Information Start Marker

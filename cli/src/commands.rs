//! Subcommand handlers.
//!
//! Each handler takes the opened [`Device`] and writes its human or JSON
//! output to `out`, so tests can drive them against a temp directory.

use std::io::{Read, Write};
use std::path::Path;
use std::sync::Arc;
use std::time::Duration;

use anyhow::{anyhow, bail, Context, Result};
use chrono::{DateTime, Utc};
use parking_lot::Mutex;
use serde::Serialize;

use tapticket_protocol::crypto::SoftwareSigningCapability;
use tapticket_protocol::session::{FixedPosition, Initiator, LoopbackTag, Responder};
use tapticket_protocol::storage::SledRepository;
use tapticket_protocol::ticket::{Position, Ticket, TicketWallet};

use crate::cli::{ImportArgs, TapArgs};

const DEVICE_KEY_FILE: &str = "device.key";
const DATABASE_DIR: &str = "db";

/// The holder device backed by a data directory.
pub struct Device {
    wallet: TicketWallet<Arc<SledRepository>>,
}

impl Device {
    /// Open (or initialize) the device key and ticket database under `data_dir`.
    pub fn open(data_dir: &Path) -> Result<Self> {
        std::fs::create_dir_all(data_dir)
            .with_context(|| format!("failed to create data directory: {}", data_dir.display()))?;

        let key_path = data_dir.join(DEVICE_KEY_FILE);
        let capability = SoftwareSigningCapability::load_or_create(&key_path)
            .with_context(|| format!("failed to load device key from {}", key_path.display()))?;
        restrict_permissions(&key_path)?;

        let db_path = data_dir.join(DATABASE_DIR);
        let repository = SledRepository::open(&db_path)
            .with_context(|| format!("failed to open ticket database at {}", db_path.display()))?;

        tracing::debug!(data_dir = %data_dir.display(), "device opened");
        Ok(Self {
            wallet: TicketWallet::new(Arc::new(repository), Arc::new(capability)),
        })
    }

    /// Resolve a full ticket ID from an exact ID or a unique prefix.
    fn resolve(&self, selector: &str) -> Result<String> {
        if selector.is_empty() {
            bail!("empty ticket id");
        }
        let matches: Vec<String> = self
            .wallet
            .list()?
            .into_iter()
            .map(|t| t.ticket_id)
            .filter(|id| id.starts_with(selector))
            .collect();

        if matches.iter().any(|id| id == selector) {
            return Ok(selector.to_string());
        }
        match matches.as_slice() {
            [] => bail!("no ticket matches {selector}"),
            [one] => Ok(one.clone()),
            _ => bail!("{} tickets match {selector}, use a longer prefix", matches.len()),
        }
    }
}

#[cfg(unix)]
fn restrict_permissions(path: &Path) -> Result<()> {
    use std::os::unix::fs::PermissionsExt;
    std::fs::set_permissions(path, std::fs::Permissions::from_mode(0o600))
        .with_context(|| format!("failed to restrict permissions on {}", path.display()))
}

#[cfg(not(unix))]
fn restrict_permissions(_path: &Path) -> Result<()> {
    Ok(())
}

// ---------------------------------------------------------------------------
// Output
// ---------------------------------------------------------------------------

/// Public view of a ticket. Secrets never leave the device through the CLI.
#[derive(Debug, Serialize)]
struct TicketSummary {
    ticket_id: String,
    public_key: String,
    registered_keys: usize,
    created: String,
    added_to_wallet: bool,
    nfc_enabled: bool,
}

impl From<&Ticket> for TicketSummary {
    fn from(ticket: &Ticket) -> Self {
        Self {
            ticket_id: ticket.ticket_id.clone(),
            public_key: ticket.public_key_hex(),
            registered_keys: ticket.public_keys.len(),
            created: format_millis(ticket.timestamp),
            added_to_wallet: ticket.added_to_wallet,
            nfc_enabled: ticket.nfc_enabled,
        }
    }
}

fn format_millis(millis: i64) -> String {
    DateTime::<Utc>::from_timestamp_millis(millis)
        .map(|t| t.to_rfc3339())
        .unwrap_or_else(|| millis.to_string())
}

fn print_json<T: Serialize>(out: &mut impl Write, value: &T) -> Result<()> {
    serde_json::to_writer_pretty(&mut *out, value)?;
    writeln!(out)?;
    Ok(())
}

// ---------------------------------------------------------------------------
// Holder commands
// ---------------------------------------------------------------------------

pub fn generate(device: &Device, out: &mut impl Write) -> Result<()> {
    let ticket = device.wallet.generate()?;
    tracing::info!(ticket = %ticket.ticket_id, "ticket generated");
    writeln!(out, "{}", ticket.ticket_id)?;
    Ok(())
}

pub fn list(device: &Device, out: &mut impl Write) -> Result<()> {
    let tickets = device.wallet.list()?;
    if tickets.is_empty() {
        writeln!(out, "no tickets")?;
        return Ok(());
    }
    for ticket in &tickets {
        let marker = if ticket.nfc_enabled { "*" } else { " " };
        writeln!(
            out,
            "{marker} {}  keys={}  created={}{}",
            ticket.ticket_id,
            ticket.public_keys.len(),
            format_millis(ticket.timestamp),
            if ticket.added_to_wallet { "  [wallet]" } else { "" },
        )?;
    }
    Ok(())
}

pub fn show(device: &Device, selector: &str, out: &mut impl Write) -> Result<()> {
    let id = device.resolve(selector)?;
    let ticket = device
        .wallet
        .get(&id)?
        .ok_or_else(|| anyhow!("ticket {id} disappeared"))?;
    print_json(out, &TicketSummary::from(&ticket))
}

pub fn export(device: &Device, selector: &str, out: &mut impl Write) -> Result<()> {
    let id = device.resolve(selector)?;
    let document = device.wallet.export_json(&id)?;
    writeln!(out, "{document}")?;
    Ok(())
}

pub fn import(device: &Device, args: &ImportArgs, out: &mut impl Write) -> Result<()> {
    let json = match args.file.as_deref() {
        Some(path) if path != Path::new("-") => std::fs::read_to_string(path)
            .with_context(|| format!("failed to read {}", path.display()))?,
        _ => {
            let mut buffer = String::new();
            std::io::stdin()
                .read_to_string(&mut buffer)
                .context("failed to read export document from stdin")?;
            buffer
        }
    };
    let ticket = device.wallet.import_json(&json)?;
    tracing::info!(
        ticket = %ticket.ticket_id,
        keys = ticket.public_keys.len(),
        "ticket imported"
    );
    writeln!(out, "{}", ticket.ticket_id)?;
    Ok(())
}

pub fn set_active(
    device: &Device,
    selector: &str,
    enabled: bool,
    out: &mut impl Write,
) -> Result<()> {
    let id = device.resolve(selector)?;
    device.wallet.set_nfc_enabled(&id, enabled)?;
    writeln!(out, "{id} {}", if enabled { "active" } else { "inactive" })?;
    Ok(())
}

pub fn add_to_wallet(device: &Device, selector: &str, out: &mut impl Write) -> Result<()> {
    let id = device.resolve(selector)?;
    device.wallet.mark_added_to_wallet(&id)?;
    writeln!(out, "{id} added to wallet")?;
    Ok(())
}

pub fn delete(device: &Device, selector: &str, out: &mut impl Write) -> Result<()> {
    let id = device.resolve(selector)?;
    device.wallet.delete(&id)?;
    writeln!(out, "{id} deleted")?;
    Ok(())
}

// ---------------------------------------------------------------------------
// Verifier
// ---------------------------------------------------------------------------

/// Run one verifier read against this device's responder over the loopback
/// link and print the verification result as JSON.
pub fn tap(device: &Device, args: &TapArgs, out: &mut impl Write) -> Result<bool> {
    let repository = Arc::clone(device.wallet.repository());
    let params = device.wallet.params().clone();
    let responder = Arc::new(Mutex::new(Responder::with_params(repository, params.clone())));

    let position = Position::new(args.latitude, args.longitude);
    let verifier = Initiator::with_params(params, Arc::new(FixedPosition(position)))
        .with_timeout(Duration::from_millis(args.timeout_ms));

    let result = verifier
        .verify_tag(&LoopbackTag::new(responder))
        .context("tap failed")?;
    print_json(out, &result)?;
    Ok(result.is_valid)
}
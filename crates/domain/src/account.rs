//! Linked third-party provider accounts.
//!
//! An [`Account`] ties a local user to an identity provider. This subsystem
//! only reads these records; creation and deletion belong to the sign-in
//! flows that own the provider handshake.

use std::str::FromStr;

use authgrid_core::{AppError, AppResult, NonEmptyString};
use serde::{Deserialize, Serialize};
use uuid::Uuid;

use crate::user::UserId;

/// Opaque identifier for an account record.
#[derive(Debug, Clone, PartialEq, Eq, Hash, Serialize, Deserialize)]
pub struct AccountId(String);

impl AccountId {
    /// Creates an account identifier from an opaque non-empty string.
    pub fn new(value: impl Into<String>) -> AppResult<Self> {
        Ok(Self(NonEmptyString::new(value)?.into()))
    }

    /// Mints a fresh identifier for stores that do not assign their own.
    #[must_use]
    pub fn generate() -> Self {
        Self(Uuid::new_v4().to_string())
    }

    /// Returns the underlying identifier string.
    #[must_use]
    pub fn as_str(&self) -> &str {
        self.0.as_str()
    }
}

impl std::fmt::Display for AccountId {
    fn fmt(&self, formatter: &mut std::fmt::Formatter<'_>) -> std::fmt::Result {
        write!(formatter, "{}", self.0)
    }
}

/// Provider category for the auth handshake that produced an account.
#[derive(Debug, Clone, Copy, PartialEq, Eq, Serialize, Deserialize)]
#[serde(rename_all = "snake_case")]
pub enum AccountType {
    /// OAuth 2.0 provider.
    OAuth,
    /// OpenID Connect provider.
    Oidc,
    /// Email magic-link provider.
    Email,
    /// WebAuthn passkey provider.
    WebAuthn,
}

impl AccountType {
    /// Returns the stable storage string for this account type.
    #[must_use]
    pub fn as_str(&self) -> &'static str {
        match self {
            Self::OAuth => "oauth",
            Self::Oidc => "oidc",
            Self::Email => "email",
            Self::WebAuthn => "webauthn",
        }
    }
}

impl FromStr for AccountType {
    type Err = AppError;

    fn from_str(value: &str) -> Result<Self, Self::Err> {
        match value {
            "oauth" => Ok(Self::OAuth),
            "oidc" => Ok(Self::Oidc),
            "email" => Ok(Self::Email),
            "webauthn" => Ok(Self::WebAuthn),
            _ => Err(AppError::Validation(format!(
                "unknown account type '{value}'"
            ))),
        }
    }
}

/// Persisted linkage between a local user and an identity provider.
#[derive(Debug, Clone, PartialEq, Eq, Serialize, Deserialize)]
pub struct Account {
    /// Unique account identifier.
    pub id: AccountId,
    /// Owning user.
    pub user_id: UserId,
    /// Provider category.
    pub account_type: AccountType,
    /// Provider name, e.g. `github` or `google`.
    pub provider: String,
    /// User identifier in the provider's namespace.
    pub provider_account_id: String,
    /// Refresh token issued by the provider, if any.
    pub refresh_token: Option<String>,
    /// Access token issued by the provider, if any.
    pub access_token: Option<String>,
    /// Access token expiry as unix seconds, as reported by the provider.
    pub expires_at: Option<i64>,
    /// Token type reported by the provider, usually `bearer`.
    pub token_type: Option<String>,
    /// Granted scopes, space-separated.
    pub scope: Option<String>,
    /// Raw OIDC identity token, if any.
    pub id_token: Option<String>,
    /// Provider session state, if any.
    pub session_state: Option<String>,
}

#[cfg(test)]
mod tests {
    use std::str::FromStr;

    use super::{AccountId, AccountType};

    #[test]
    fn generated_account_ids_are_unique() {
        assert_ne!(AccountId::generate(), AccountId::generate());
    }

    #[test]
    fn empty_account_id_is_rejected() {
        assert!(AccountId::new("").is_err());
    }

    #[test]
    fn account_type_storage_strings_round_trip() {
        for account_type in [
            AccountType::OAuth,
            AccountType::Oidc,
            AccountType::Email,
            AccountType::WebAuthn,
        ] {
            assert_eq!(
                AccountType::from_str(account_type.as_str()).ok(),
                Some(account_type)
            );
        }
    }

    #[test]
    fn unknown_account_type_is_rejected() {
        assert!(AccountType::from_str("saml").is_err());
    }
}
//! PostgreSQL-backed account repository.

use std::str::FromStr;

use async_trait::async_trait;
use sqlx::PgPool;

use authgrid_application::AccountRepository;
use authgrid_core::{AppError, AppResult};
use authgrid_domain::{Account, AccountId, AccountType, UserId};

/// PostgreSQL implementation of the account repository port.
#[derive(Clone)]
pub struct PostgresAccountRepository {
    pool: PgPool,
}

impl PostgresAccountRepository {
    /// Creates a repository with the provided connection pool.
    #[must_use]
    pub fn new(pool: PgPool) -> Self {
        Self { pool }
    }
}

#[derive(Debug, sqlx::FromRow)]
struct AccountRow {
    id: String,
    user_id: String,
    account_type: String,
    provider: String,
    provider_account_id: String,
    refresh_token: Option<String>,
    access_token: Option<String>,
    expires_at: Option<i64>,
    token_type: Option<String>,
    scope: Option<String>,
    id_token: Option<String>,
    session_state: Option<String>,
}

impl TryFrom<AccountRow> for Account {
    type Error = AppError;

    fn try_from(row: AccountRow) -> Result<Self, Self::Error> {
        Ok(Self {
            id: AccountId::new(row.id)?,
            user_id: UserId::new(row.user_id)?,
            account_type: AccountType::from_str(row.account_type.as_str())?,
            provider: row.provider,
            provider_account_id: row.provider_account_id,
            refresh_token: row.refresh_token,
            access_token: row.access_token,
            expires_at: row.expires_at,
            token_type: row.token_type,
            scope: row.scope,
            id_token: row.id_token,
            session_state: row.session_state,
        })
    }
}

mod lookup;


#[async_trait]
impl AccountRepository for PostgresAccountRepository {
    async fn find_first_by_user_id(&self, user_id: &UserId) -> AppResult<Option<Account>> {
        self.find_first_by_user_id_impl(user_id).await
    }
}
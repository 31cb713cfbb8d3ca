//! Domain entities and invariants.

#![forbid(unsafe_code)]

mod account;
mod session;
mod user;

pub use account::{Account, AccountId, AccountType};
pub use session::SessionUser;
pub use user::{UserId, UserRole};
//! Account lookup ports and application service.
//!
//! Owns read-side access to linked provider accounts. Lookup outcomes keep
//! "no account" and "query failed" distinguishable so callers decide how to
//! treat infrastructure failures; a legacy view that collapses both into
//! absence is kept for callers that want the old behavior.

use std::sync::Arc;

use async_trait::async_trait;

use authgrid_core::{AppError, AppResult};
use authgrid_domain::{Account, UserId};

// ---------------------------------------------------------------------------
// Ports
// ---------------------------------------------------------------------------

/// Repository port for account persistence.
#[async_trait]
pub trait AccountRepository: Send + Sync {
    /// Finds the first account linked to a user, if any.
    async fn find_first_by_user_id(&self, user_id: &UserId) -> AppResult<Option<Account>>;
}

// ---------------------------------------------------------------------------
// Lookup outcome
// ---------------------------------------------------------------------------

/// Result of an account lookup.
///
/// Absence and failure are separate variants: a user without a linked
/// account is a normal answer, a persistence failure is not.
#[derive(Debug)]
pub enum AccountLookup {
    /// A linked account exists for the user.
    Found(Account),
    /// No account is linked to the user.
    NotFound,
    /// The persistence layer failed before an answer was known.
    QueryError(AppError),
}

impl AccountLookup {
    /// Collapses the lookup into an optional record, treating a query
    /// failure the same as "not found".
    #[must_use]
    pub fn into_found(self) -> Option<Account> {
        match self {
            Self::Found(account) => Some(account),
            Self::NotFound | Self::QueryError(_) => None,
        }
    }
}

// ---------------------------------------------------------------------------
// Service
// ---------------------------------------------------------------------------

/// Application service for account lookups.
#[derive(Clone)]
pub struct AccountService {
    account_repository: Arc<dyn AccountRepository>,
}

impl AccountService {
    /// Creates a new account service.
    #[must_use]
    pub fn new(account_repository: Arc<dyn AccountRepository>) -> Self {
        Self { account_repository }
    }

    /// Looks up the first account linked to `user_id`.
    ///
    /// Never returns `Err`: repository failures surface as
    /// [`AccountLookup::QueryError`] so callers can still tell them apart
    /// from a missing account.
    pub async fn lookup_by_user_id(&self, user_id: &UserId) -> AccountLookup {
        match self.account_repository.find_first_by_user_id(user_id).await {
            Ok(Some(account)) => AccountLookup::Found(account),
            Ok(None) => AccountLookup::NotFound,
            Err(error) => AccountLookup::QueryError(error),
        }
    }

    /// Looks up the first account linked to `user_id`, treating repository
    /// failures as absence.
    ///
    /// Suppressed failures are logged at `warn`; callers that need to react
    /// to them should use [`Self::lookup_by_user_id`] instead.
    pub async fn find_by_user_id(&self, user_id: &UserId) -> Option<Account> {
        match self.lookup_by_user_id(user_id).await {
            AccountLookup::QueryError(error) => {
                tracing::warn!(user_id = %user_id, "suppressing account lookup failure: {error}");
                None
            }
            outcome => outcome.into_found(),
        }
    }
}
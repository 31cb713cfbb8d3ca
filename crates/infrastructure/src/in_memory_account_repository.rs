//! In-memory account repository for development and tests.

use async_trait::async_trait;
use tokio::sync::RwLock;

use authgrid_application::AccountRepository;
use authgrid_core::{AppError, AppResult};
use authgrid_domain::{Account, UserId};

/// In-memory account repository implementation.
///
/// Insertion order defines which account is "first" for a user.
#[derive(Debug, Default)]
pub struct InMemoryAccountRepository {
    accounts: RwLock<Vec<Account>>,
}

impl InMemoryAccountRepository {
    /// Creates an empty in-memory repository.
    #[must_use]
    pub fn new() -> Self {
        Self {
            accounts: RwLock::new(Vec::new()),
        }
    }

    /// Inserts an account record.
    ///
    /// This subsystem never creates accounts in production; insertion exists
    /// so development setups and tests can seed linkages.
    pub async fn insert(&self, account: Account) -> AppResult<()> {
        let mut accounts = self.accounts.write().await;

        if accounts.iter().any(|existing| existing.id == account.id) {
            return Err(AppError::Validation(format!(
                "account '{}' already exists",
                account.id
            )));
        }

        accounts.push(account);
        Ok(())
    }
}

#[async_trait]
impl AccountRepository for InMemoryAccountRepository {
    async fn find_first_by_user_id(&self, user_id: &UserId) -> AppResult<Option<Account>> {
        let accounts = self.accounts.read().await;

        Ok(accounts
            .iter()
            .find(|account| account.user_id == *user_id)
            .cloned())
    }
}
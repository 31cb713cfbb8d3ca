//! Infrastructure adapters for application ports.

#![forbid(unsafe_code)]

mod in_memory_account_repository;
mod postgres_account_repository;

pub use in_memory_account_repository::InMemoryAccountRepository;
pub use postgres_account_repository::PostgresAccountRepository;
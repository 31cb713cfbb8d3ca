//! Session user model.
//!
//! The session framework upstream only guarantees a basic profile (name,
//! email, image). [`SessionUser`] composes that profile with the fields the
//! rest of the application relies on being present: role, two-factor flag,
//! and whether the identity came from a third-party provider. All three are
//! mandatory by construction.

use serde::{Deserialize, Serialize};

use crate::account::Account;
use crate::user::{UserId, UserRole};

/// User information persisted in the authenticated session.
#[derive(Debug, Clone, PartialEq, Eq, Serialize, Deserialize)]
pub struct SessionUser {
    id: UserId,
    name: Option<String>,
    email: Option<String>,
    image: Option<String>,
    role: UserRole,
    two_factor_enabled: bool,
    oauth: bool,
}

impl SessionUser {
    /// Creates a session user from profile and security data.
    #[must_use]
    pub fn new(
        id: UserId,
        name: Option<String>,
        email: Option<String>,
        image: Option<String>,
        role: UserRole,
        two_factor_enabled: bool,
        oauth: bool,
    ) -> Self {
        Self {
            id,
            name,
            email,
            image,
            role,
            two_factor_enabled,
            oauth,
        }
    }

    /// Creates a session user, deriving the OAuth flag from the presence of
    /// a linked provider account.
    ///
    /// Credential-based users have no account record, so `None` means the
    /// identity was established locally.
    #[must_use]
    pub fn from_linked_account(
        id: UserId,
        name: Option<String>,
        email: Option<String>,
        image: Option<String>,
        role: UserRole,
        two_factor_enabled: bool,
        linked_account: Option<&Account>,
    ) -> Self {
        let oauth = linked_account.is_some();
        Self::new(id, name, email, image, role, two_factor_enabled, oauth)
    }

    /// Returns the user identifier.
    #[must_use]
    pub fn id(&self) -> &UserId {
        &self.id
    }

    /// Returns the display name, if the profile has one.
    #[must_use]
    pub fn name(&self) -> Option<&str> {
        self.name.as_deref()
    }

    /// Returns the email, if the profile has one.
    #[must_use]
    pub fn email(&self) -> Option<&str> {
        self.email.as_deref()
    }

    /// Returns the avatar URL, if the profile has one.
    #[must_use]
    pub fn image(&self) -> Option<&str> {
        self.image.as_deref()
    }

    /// Returns the role classification.
    #[must_use]
    pub fn role(&self) -> UserRole {
        self.role
    }

    /// Returns whether two-factor authentication is enabled.
    #[must_use]
    pub fn two_factor_enabled(&self) -> bool {
        self.two_factor_enabled
    }

    /// Returns whether the identity came from a third-party provider.
    #[must_use]
    pub fn oauth(&self) -> bool {
        self.oauth
    }
}
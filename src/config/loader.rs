use std::path::Path;
use crate::config::{AggregatorConfig, SourceConfig};
use crate::error::{Error, Result};
use config::{Config, Environment, File, FileFormat};
use serde::Deserialize;

#[derive(Debug, Deserialize)]
pub struct AppConfig {
    #[serde(default)]
    pub aggregator: AggregatorConfig,
    pub sources: Vec<SourceConfig>,
}

impl AppConfig {
    /// `config/default`, then `config/{env}`, then `PRICE_ARBITER__*` variables.
    pub fn load(env: &str) -> Result<Self> {
        let config = Config::builder()
            .add_source(File::with_name("config/default"))
            .add_source(File::with_name(&format!("config/{}", env)).required(false))
            .add_source(Environment::with_prefix("PRICE_ARBITER").separator("__"))
            .build()
            .map_err(|e| Error::ConfigError(e.to_string()))?;

        config.try_deserialize()
            .map_err(|e| Error::ConfigError(e.to_string()))
    }

    pub fn from_file(path: &Path) -> Result<Self> {
        let config = Config::builder()
            .add_source(File::from(path))
            .build()
            .map_err(|e| Error::ConfigError(e.to_string()))?;

        config.try_deserialize()
            .map_err(|e| Error::ConfigError(e.to_string()))
    }

    pub fn from_toml_str(content: &str) -> Result<Self> {
        let config = Config::builder()
            .add_source(File::from_str(content, FileFormat::Toml))
            .build()
            .map_err(|e| Error::ConfigError(e.to_string()))?;

        config.try_deserialize()
            .map_err(|e| Error::ConfigError(e.to_string()))
    }
}
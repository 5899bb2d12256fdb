pub mod types;
pub mod price_infra;
pub mod error;
pub mod config;
pub mod observability;
pub mod persistence;

pub use error::{Error, Result};
pub use price_infra::{
    arbitrate, normalize_row, EnabledState, MultiSourcePriceService, PriceSource,
};
pub use types::row::{PriceRow, RawRow};
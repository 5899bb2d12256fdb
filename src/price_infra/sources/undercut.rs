use std::sync::Arc;
use async_trait::async_trait;
use serde_json::{json, Value};
use crate::error::{Error, Result};
use crate::price_infra::normalizer::coerce_f64;
use crate::price_infra::sources::PriceSource;
use crate::types::row::RawRow;

/// Derived source: prices from `inner`, scaled by `factor` and relabelled.
///
/// Used to suggest a listing price slightly under the going rate.
pub struct UndercutSource {
    name: String,
    inner: Arc<dyn PriceSource>,
    factor: f64,
}

impl UndercutSource {
    pub fn new(name: impl Into<String>, inner: Arc<dyn PriceSource>, factor: f64) -> Result<Self> {
        if !factor.is_finite() || factor <= 0.0 {
            return Err(Error::InvalidFactor(factor));
        }
        Ok(UndercutSource {
            name: name.into(),
            inner,
            factor,
        })
    }

    pub fn factor(&self) -> f64 {
        self.factor
    }

    fn transform(&self, mut row: RawRow) -> RawRow {
        for key in ["chaos_value", "divine_value"] {
            let scaled = coerce_f64(row.get(key))
                .map(|v| v * self.factor)
                .and_then(serde_json::Number::from_f64)
                .map(Value::Number)
                .unwrap_or(Value::Null);
            row.insert(key, scaled);
        }
        row.insert("source", self.name.as_str());
        if !row.contains_key("explanation") {
            row.insert(
                "explanation",
                json!({ "derived_from": self.inner.name(), "factor": self.factor }),
            );
        }
        row
    }
}

#[async_trait]
impl PriceSource for UndercutSource {
    fn name(&self) -> &str {
        &self.name
    }

    async fn check_item(&self, text: &str) -> Result<Vec<RawRow>> {
        let rows = self.inner.check_item(text).await?;
        Ok(rows.into_iter().map(|row| self.transform(row)).collect())
    }
}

Information End Marker

Exercise — Reproduce, word for word and in full, only the lines above that start at the line with "use uuid::Uuid;" and run through the line with "pub fn new(value: impl", both ends included.

Response below —
use uuid::Uuid;

use crate::user::UserId;

/// Opaque identifier for an account record.
#[derive(Debug, Clone, PartialEq, Eq, Hash, Serialize, Deserialize)]
pub struct AccountId(String);

impl AccountId {
    /// Creates an account identifier from an opaque non-empty string.
    pub fn new(value: impl Into<String>) -> AppResult<Self> {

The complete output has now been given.